The possibility of non-invasive detection of “significant” cancer in the prostate remains an elusive goal. Partly, this is the result of lack of understanding of what makes prostate cancer cells significant. In terms of cause-specific death (the end point that matters) Gleason grade is generally acknowledged as predictive of distant failure and its consequences. The question of whether magnetic resonance spectroscopic imaging (MRSI) can be used to predict the Gleason score has been recently examined at our institution and positive correlations between voxels suspicious of cancer (i.e. with large R = (Choline + Creatine)/Citrate ratios) were reported. In this follow-up analysis we wish to quantify this correlation by calculating, as a function of R, the probability that a particular voxel has a pathologic Gleason score ≥4+4. We also include as cofactors in our model the sextant biopsy Gleason score, Bx (dichotomized to < or ≥4+4), and lesion volume, V.
Materials/Methods
The data consist of MRSI ratios R stratified by patient, lesion (a collection of contiguous voxels), voxels, biopsy and pathologic Gleason, and lesion volume (number of contiguous voxels).
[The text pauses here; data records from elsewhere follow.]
//! Property tests for the extractor and classifier.

use brainflow_core::{classify, extract_tasks, ClassificationError};
use proptest::prelude::*;

fn brain_dump_text() -> impl Strategy<Value = String> {
    let word = prop::sample::select(vec![
        "call", "mom", "and", "then", "pay", "rent", "fix", "bug", ";", ",", "-", "1.", "also",
        "the", "second", "draft", "review", "next", "finally", "it", "\n", "email", "Alex",
    ]);
    prop::collection::vec(word, 0..24).prop_map(|words| words.join(" "))
}

proptest! {
    #[test]
    fn extraction_is_deterministic(text in brain_dump_text()) {
        prop_assert_eq!(extract_tasks(&text), extract_tasks(&text));
    }

    #[test]
    fn non_blank_input_is_never_lost(text in "\\PC{0,80}") {
        let fragments = extract_tasks(&text);
        if text.trim().is_empty() {
            prop_assert!(fragments.is_empty());
        } else {
            prop_assert!(!fragments.is_empty());
        }
    }

    #[test]
    fn fragments_are_trimmed_and_non_empty(text in brain_dump_text()) {
        for fragment in extract_tasks(&text) {
            prop_assert!(!fragment.is_empty());
            prop_assert_eq!(fragment.trim(), fragment.as_str());
        }
    }

    #[test]
    fn classification_is_total(text in "\\PC{0,40}") {
        match classify(&text) {
            Ok(result) => {
                prop_assert!(text.trim().chars().count() >= 3);
                prop_assert!(!result.explanation.is_empty());
            }
            Err(ClassificationError::Empty) => prop_assert!(text.trim().is_empty()),
            Err(ClassificationError::TooShort { .. }) => {
                prop_assert!(text.trim().chars().count() < 3);
            }
        }
        prop_assert_eq!(classify(&text), classify(&text));
    }
}
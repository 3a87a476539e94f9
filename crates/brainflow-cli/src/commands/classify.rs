//! Energy classification command.

use clap::Args;

use brainflow_core::{ClassificationOutcome, Config, EnergyCategory, EnergyClassifier};

#[derive(Args)]
pub struct ClassifyArgs {
    /// Task description (multiple words are joined with spaces)
    #[arg(required = true, num_args = 1..)]
    pub text: Vec<String>,
    /// Output as JSON
    #[arg(long)]
    pub json: bool,
    /// Show per-category scores and detected cues
    #[arg(long)]
    pub explain: bool,
}

pub fn run(args: ClassifyArgs, config: &Config) -> Result<(), Box<dyn std::error::Error>> {
    let text = args.text.join(" ");
    let json = args.json || config.output.json;
    let explain = args.explain || config.output.show_scores;

    let detail = match EnergyClassifier::new().classify_detailed(&text) {
        Ok(detail) => detail,
        Err(err) => {
            if json {
                let outcome = ClassificationOutcome::Rejected {
                    error: err.to_string(),
                };
                println!("{}", serde_json::to_string_pretty(&outcome)?);
            }
            return Err(err.into());
        }
    };

    if json {
        let out = if explain {
            serde_json::to_string_pretty(&detail)?
        } else {
            serde_json::to_string_pretty(&detail.classification)?
        };
        println!("{out}");
        return Ok(());
    }

    let result = &detail.classification;
    println!("Category:    {} ({})", result.category, result.category.label());
    println!("Confidence:  {}", result.confidence);
    println!("{}", result.explanation);

    if explain {
        println!("\nScores:");
        for category in EnergyCategory::ALL {
            println!("  {:<7} {}", category.as_str(), detail.scores.get(category));
        }
        println!("Complexity:  {:?}", detail.complexity);
        match detail.time_estimate {
            Some(time) => println!("Time:        {time:?}"),
            None => println!("Time:        -"),
        }
    }
    Ok(())
}
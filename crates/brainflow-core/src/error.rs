//! Core error types for brainflow-core.
//!
//! Extraction has no failure mode. Classification fails only on empty or
//! too-short input. Everything else here belongs to the storage and
//! configuration layers around the two pure entry points.

use std::path::PathBuf;
use thiserror::Error;

/// Core error type for brainflow-core.
#[derive(Error, Debug)]
pub enum CoreError {
    /// Configuration-related errors
    #[error("Configuration error: {0}")]
    Config(#[from] ConfigError),

    /// Inbox / data directory errors
    #[error("Storage error: {0}")]
    Storage(#[from] StorageError),

    /// Classification input was rejected
    #[error("{0}")]
    Classification(#[from] ClassificationError),

    /// IO errors
    #[error("IO error: {0}")]
    Io(#[from] std::io::Error),

    /// Serialization/deserialization errors
    #[error("JSON error: {0}")]
    Json(#[from] serde_json::Error),
}

/// Validation failures reported by the energy classifier.
///
/// The messages are shown directly to the end user as a prompt to add
/// more text.
#[derive(Error, Debug, Clone, Copy, PartialEq, Eq)]
pub enum ClassificationError {
    /// Input was empty after trimming
    #[error("Please provide a task description")]
    Empty,

    /// Input was shorter than the minimum length after trimming
    #[error("Task description is too short (minimum {min} characters)")]
    TooShort { min: usize },
}

/// Configuration-specific errors.
#[derive(Error, Debug)]
pub enum ConfigError {
    /// Failed to load configuration
    #[error("Failed to load configuration from {path}: {message}")]
    LoadFailed { path: PathBuf, message: String },

    /// Failed to save configuration
    #[error("Failed to save configuration to {path}: {message}")]
    SaveFailed { path: PathBuf, message: String },

    /// Key does not exist in the configuration tree
    #[error("unknown config key: {0}")]
    UnknownKey(String),

    /// Invalid configuration value
    #[error("Invalid configuration value for '{key}': {message}")]
    InvalidValue { key: String, message: String },
}

/// Storage-specific errors.
#[derive(Error, Debug)]
pub enum StorageError {
    /// Could not resolve or create the data directory
    #[error("Failed to prepare data directory {path}: {source}")]
    DataDir {
        path: PathBuf,
        #[source]
        source: std::io::Error,
    },

    /// Inbox file exists but is not valid JSON
    #[error("Inbox at {path} is corrupt: {message}")]
    Corrupt { path: PathBuf, message: String },

    /// No item matches the given id or prefix
    #[error("No inbox item matches '{0}'")]
    ItemNotFound(String),

    /// More than one item matches the given id prefix
    #[error("Id prefix '{prefix}' is ambiguous ({count} matches)")]
    AmbiguousId { prefix: String, count: usize },
}

/// Result type alias for CoreError
pub type Result<T, E = CoreError> = std::result::Result<T, E>;

#[cfg(test)]
mod tests {
    use super::*;

    #[test]
    fn classification_errors_render_user_guidance() {
        assert_eq!(
            ClassificationError::Empty.to_string(),
            "Please provide a task description"
        );
        assert_eq!(
            ClassificationError::TooShort { min: 3 }.to_string(),
            "Task description is too short (minimum 3 characters)"
        );
    }

    #[test]
    fn core_error_wraps_storage_error() {
        let err: CoreError = StorageError::ItemNotFound("abc".into()).into();
        assert_eq!(err.to_string(), "Storage error: No inbox item matches 'abc'");
    }
}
The data were analyzed using parametric Laplacianism, according to which the posterior probability distribution of interest is defined in terms of model parameters together with their prior distributions. Specifically, we use the logistic model logit(π) = α+βR+γBx+δV to describe the relationship between π (the probability of pathologic Gleason score ≥4+4) and (R,Bx,V). We evaluate Pr{α,β,γ,δ|data) and then the predictive density of y (a Bernoulli random variable distributed with intensity π) for different (R,Bx,V) combinations.
Results
Response surfaces were obtained which quantify the predictive power of MRSI ratio (R), sextant biopsy Gleason score (Bx), and lesion volume (V). The results reveal that MRSI R and V are highly predictive of pathologic score, while the maximum effect of Bx was <15%. An interesting result was the predictive power of V; for instance, for V = 1 (i.e., in the case of an isolated voxel with positive MRSI ratio) π < 20%, regardless of the values of R and Bx.
Conclusions
MRSI information may used, on a voxel-by-voxel basis, to initiate voxel-specific dose escalation. This is an example of biologically-motivated focal treatment for which IMRT and especially brachytherapy are ideally suited.
However, one would like to know: a) whether cells that display high-Gleason patterns are radioresistant or fast proliferating, and b) whether the elimination of such cells will decrease the probability of distant failure.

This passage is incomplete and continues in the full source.